◆ WHAT IS EXPECTED
I'd like every line in the following listing that holds "authors" copied.

◆ DATA PROVIDED
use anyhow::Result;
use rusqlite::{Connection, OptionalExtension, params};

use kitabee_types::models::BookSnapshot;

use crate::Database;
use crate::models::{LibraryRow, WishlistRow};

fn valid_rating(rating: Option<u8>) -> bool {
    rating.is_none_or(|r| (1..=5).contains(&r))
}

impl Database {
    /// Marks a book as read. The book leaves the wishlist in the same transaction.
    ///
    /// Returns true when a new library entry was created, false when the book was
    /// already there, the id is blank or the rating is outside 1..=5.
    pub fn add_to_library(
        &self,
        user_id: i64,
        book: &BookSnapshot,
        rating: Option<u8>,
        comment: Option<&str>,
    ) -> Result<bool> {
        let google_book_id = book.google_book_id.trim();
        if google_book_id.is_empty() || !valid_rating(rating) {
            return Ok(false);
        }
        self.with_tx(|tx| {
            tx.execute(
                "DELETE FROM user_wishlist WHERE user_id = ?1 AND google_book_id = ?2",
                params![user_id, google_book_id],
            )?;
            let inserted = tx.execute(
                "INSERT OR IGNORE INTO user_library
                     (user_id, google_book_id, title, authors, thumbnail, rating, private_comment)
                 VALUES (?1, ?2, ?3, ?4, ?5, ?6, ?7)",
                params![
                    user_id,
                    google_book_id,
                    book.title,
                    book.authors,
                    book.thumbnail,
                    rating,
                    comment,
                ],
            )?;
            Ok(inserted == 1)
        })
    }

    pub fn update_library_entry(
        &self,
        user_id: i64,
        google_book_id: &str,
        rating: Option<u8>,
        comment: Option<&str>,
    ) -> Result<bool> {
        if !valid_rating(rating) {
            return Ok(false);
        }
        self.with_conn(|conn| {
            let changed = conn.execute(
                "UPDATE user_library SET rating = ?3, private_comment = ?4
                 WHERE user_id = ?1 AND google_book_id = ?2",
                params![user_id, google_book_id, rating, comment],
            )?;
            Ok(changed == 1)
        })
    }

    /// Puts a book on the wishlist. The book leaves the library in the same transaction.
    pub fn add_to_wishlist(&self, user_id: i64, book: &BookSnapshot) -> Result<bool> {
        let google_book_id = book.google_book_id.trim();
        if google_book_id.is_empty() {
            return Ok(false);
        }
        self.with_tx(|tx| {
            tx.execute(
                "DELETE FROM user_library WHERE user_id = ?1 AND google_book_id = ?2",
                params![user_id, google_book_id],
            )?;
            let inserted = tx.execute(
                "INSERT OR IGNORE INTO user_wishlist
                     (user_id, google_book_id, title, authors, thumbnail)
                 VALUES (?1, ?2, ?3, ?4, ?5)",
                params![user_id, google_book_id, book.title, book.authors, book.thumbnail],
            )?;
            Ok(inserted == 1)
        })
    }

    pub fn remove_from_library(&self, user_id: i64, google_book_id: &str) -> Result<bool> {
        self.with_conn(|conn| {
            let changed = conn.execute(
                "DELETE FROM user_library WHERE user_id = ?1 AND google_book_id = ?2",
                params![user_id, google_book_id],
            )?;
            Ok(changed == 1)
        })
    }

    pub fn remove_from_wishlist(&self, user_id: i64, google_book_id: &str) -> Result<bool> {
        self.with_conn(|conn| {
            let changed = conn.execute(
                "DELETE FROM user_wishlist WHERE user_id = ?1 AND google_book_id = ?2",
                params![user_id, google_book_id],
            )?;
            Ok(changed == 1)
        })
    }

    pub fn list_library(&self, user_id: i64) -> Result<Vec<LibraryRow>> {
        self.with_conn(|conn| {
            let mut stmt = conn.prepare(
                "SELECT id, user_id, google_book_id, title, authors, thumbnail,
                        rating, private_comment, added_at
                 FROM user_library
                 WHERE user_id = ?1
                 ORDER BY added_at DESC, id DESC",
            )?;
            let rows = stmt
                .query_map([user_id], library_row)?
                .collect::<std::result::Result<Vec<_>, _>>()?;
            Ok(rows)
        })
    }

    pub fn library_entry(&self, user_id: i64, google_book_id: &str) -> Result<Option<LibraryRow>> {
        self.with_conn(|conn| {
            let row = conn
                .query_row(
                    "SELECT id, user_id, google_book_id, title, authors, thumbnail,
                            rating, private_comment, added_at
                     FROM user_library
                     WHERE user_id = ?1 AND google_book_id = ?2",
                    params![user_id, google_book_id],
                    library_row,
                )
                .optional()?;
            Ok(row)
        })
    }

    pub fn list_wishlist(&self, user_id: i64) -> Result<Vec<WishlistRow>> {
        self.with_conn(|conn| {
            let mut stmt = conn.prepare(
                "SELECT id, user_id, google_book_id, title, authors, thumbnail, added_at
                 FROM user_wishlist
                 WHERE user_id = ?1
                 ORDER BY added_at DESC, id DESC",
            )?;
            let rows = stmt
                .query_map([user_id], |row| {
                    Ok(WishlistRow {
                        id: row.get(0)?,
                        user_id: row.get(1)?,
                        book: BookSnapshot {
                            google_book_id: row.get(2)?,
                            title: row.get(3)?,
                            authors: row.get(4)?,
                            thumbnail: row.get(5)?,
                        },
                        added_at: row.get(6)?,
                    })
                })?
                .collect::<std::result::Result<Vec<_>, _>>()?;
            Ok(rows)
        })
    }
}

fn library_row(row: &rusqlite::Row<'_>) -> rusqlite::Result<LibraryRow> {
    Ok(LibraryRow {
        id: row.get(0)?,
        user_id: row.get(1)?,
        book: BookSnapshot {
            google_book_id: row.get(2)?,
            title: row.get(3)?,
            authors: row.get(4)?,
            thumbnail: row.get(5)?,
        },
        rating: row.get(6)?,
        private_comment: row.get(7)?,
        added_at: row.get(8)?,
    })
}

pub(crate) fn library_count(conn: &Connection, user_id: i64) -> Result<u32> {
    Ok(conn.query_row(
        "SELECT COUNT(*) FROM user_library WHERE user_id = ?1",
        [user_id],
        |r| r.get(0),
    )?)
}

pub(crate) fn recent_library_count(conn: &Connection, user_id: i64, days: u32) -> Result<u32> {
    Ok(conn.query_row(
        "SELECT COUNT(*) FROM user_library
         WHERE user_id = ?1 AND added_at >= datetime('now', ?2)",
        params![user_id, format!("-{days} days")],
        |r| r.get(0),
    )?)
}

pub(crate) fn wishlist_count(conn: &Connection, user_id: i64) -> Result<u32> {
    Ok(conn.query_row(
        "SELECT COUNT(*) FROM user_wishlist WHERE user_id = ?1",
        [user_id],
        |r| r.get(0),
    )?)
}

◆ PROBLEM SOLUTION
                     (user_id, google_book_id, title, authors, thumbnail, rating, private_comment)
                    book.authors,
                     (user_id, google_book_id, title, authors, thumbnail)
                params![user_id, google_book_id, book.title, book.authors, book.thumbnail],
                "SELECT id, user_id, google_book_id, title, authors, thumbnail,
                    "SELECT id, user_id, google_book_id, title, authors, thumbnail,
                "SELECT id, user_id, google_book_id, title, authors, thumbnail, added_at
                            authors: row.get(4)?,
            authors: row.get(4)?,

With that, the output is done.